(EXERCISE MATERIAL Opens)

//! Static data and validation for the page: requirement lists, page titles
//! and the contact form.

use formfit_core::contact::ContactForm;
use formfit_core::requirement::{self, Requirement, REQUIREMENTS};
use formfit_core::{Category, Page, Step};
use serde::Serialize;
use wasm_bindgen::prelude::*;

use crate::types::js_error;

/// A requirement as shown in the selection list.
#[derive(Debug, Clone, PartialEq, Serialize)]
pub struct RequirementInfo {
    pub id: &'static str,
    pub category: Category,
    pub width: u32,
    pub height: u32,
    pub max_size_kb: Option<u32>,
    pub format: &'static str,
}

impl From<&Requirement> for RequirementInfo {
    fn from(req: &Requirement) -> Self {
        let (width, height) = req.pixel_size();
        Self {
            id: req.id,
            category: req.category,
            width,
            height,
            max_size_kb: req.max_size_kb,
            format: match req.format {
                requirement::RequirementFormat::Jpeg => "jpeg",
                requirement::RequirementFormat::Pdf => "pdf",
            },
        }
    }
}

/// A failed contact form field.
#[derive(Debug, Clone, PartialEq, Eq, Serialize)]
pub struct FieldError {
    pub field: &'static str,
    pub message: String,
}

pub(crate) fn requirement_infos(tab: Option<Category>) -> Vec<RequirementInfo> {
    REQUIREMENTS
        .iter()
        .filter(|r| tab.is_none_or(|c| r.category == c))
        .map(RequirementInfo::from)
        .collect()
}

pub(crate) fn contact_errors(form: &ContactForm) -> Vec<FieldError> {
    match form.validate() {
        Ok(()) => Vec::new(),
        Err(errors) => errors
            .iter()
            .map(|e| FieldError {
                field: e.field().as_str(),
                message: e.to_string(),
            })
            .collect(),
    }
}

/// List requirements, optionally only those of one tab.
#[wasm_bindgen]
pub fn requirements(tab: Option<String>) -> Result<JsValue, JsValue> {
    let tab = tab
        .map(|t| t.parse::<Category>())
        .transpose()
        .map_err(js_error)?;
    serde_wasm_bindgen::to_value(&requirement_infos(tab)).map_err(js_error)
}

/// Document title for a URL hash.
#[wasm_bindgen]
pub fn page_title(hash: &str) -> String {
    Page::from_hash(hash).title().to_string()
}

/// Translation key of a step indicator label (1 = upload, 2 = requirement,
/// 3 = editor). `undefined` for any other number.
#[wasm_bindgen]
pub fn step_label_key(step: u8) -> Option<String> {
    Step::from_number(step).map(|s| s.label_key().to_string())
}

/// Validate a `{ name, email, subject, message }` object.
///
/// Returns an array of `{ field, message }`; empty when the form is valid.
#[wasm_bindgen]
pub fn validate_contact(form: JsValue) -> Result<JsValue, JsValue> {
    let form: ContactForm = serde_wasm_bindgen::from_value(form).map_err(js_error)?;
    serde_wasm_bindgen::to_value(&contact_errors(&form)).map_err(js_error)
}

(EXERCISE MATERIAL Closes)

**PROBLEM STATEMENT:** An exact copy of all the records above is the required answer.

**ANSWER BELOW:**
//! Static data and validation for the page: requirement lists, page titles
//! and the contact form.

use formfit_core::contact::ContactForm;
use formfit_core::requirement::{self, Requirement, REQUIREMENTS};
use formfit_core::{Category, Page, Step};
use serde::Serialize;
use wasm_bindgen::prelude::*;

use crate::types::js_error;

/// A requirement as shown in the selection list.
#[derive(Debug, Clone, PartialEq, Serialize)]
pub struct RequirementInfo {
    pub id: &'static str,
    pub category: Category,
    pub width: u32,
    pub height: u32,
    pub max_size_kb: Option<u32>,
    pub format: &'static str,
}

impl From<&Requirement> for RequirementInfo {
    fn from(req: &Requirement) -> Self {
        let (width, height) = req.pixel_size();
        Self {
            id: req.id,
            category: req.category,
            width,
            height,
            max_size_kb: req.max_size_kb,
            format: match req.format {
                requirement::RequirementFormat::Jpeg => "jpeg",
                requirement::RequirementFormat::Pdf => "pdf",
            },
        }
    }
}

/// A failed contact form field.
#[derive(Debug, Clone, PartialEq, Eq, Serialize)]
pub struct FieldError {
    pub field: &'static str,
    pub message: String,
}

pub(crate) fn requirement_infos(tab: Option<Category>) -> Vec<RequirementInfo> {
    REQUIREMENTS
        .iter()
        .filter(|r| tab.is_none_or(|c| r.category == c))
        .map(RequirementInfo::from)
        .collect()
}

pub(crate) fn contact_errors(form: &ContactForm) -> Vec<FieldError> {
    match form.validate() {
        Ok(()) => Vec::new(),
        Err(errors) => errors
            .iter()
            .map(|e| FieldError {
                field: e.field().as_str(),
                message: e.to_string(),
            })
            .collect(),
    }
}

/// List requirements, optionally only those of one tab.
#[wasm_bindgen]
pub fn requirements(tab: Option<String>) -> Result<JsValue, JsValue> {
    let tab = tab
        .map(|t| t.parse::<Category>())
        .transpose()
        .map_err(js_error)?;
    serde_wasm_bindgen::to_value(&requirement_infos(tab)).map_err(js_error)
}

/// Document title for a URL hash.
#[wasm_bindgen]
pub fn page_title(hash: &str) -> String {
    Page::from_hash(hash).title().to_string()
}

/// Translation key of a step indicator label (1 = upload, 2 = requirement,
/// 3 = editor). `undefined` for any other number.
#[wasm_bindgen]
pub fn step_label_key(step: u8) -> Option<String> {
    Step::from_number(step).map(|s| s.label_key().to_string())
}

/// Validate a `{ name, email, subject, message }` object.
///
/// Returns an array of `{ field, message }`; empty when the form is valid.
#[wasm_bindgen]
pub fn validate_contact(form: JsValue) -> Result<JsValue, JsValue> {
    let form: ContactForm = serde_wasm_bindgen::from_value(form).map_err(js_error)?;
    serde_wasm_bindgen::to_value(&contact_errors(&form)).map_err(js_error)
}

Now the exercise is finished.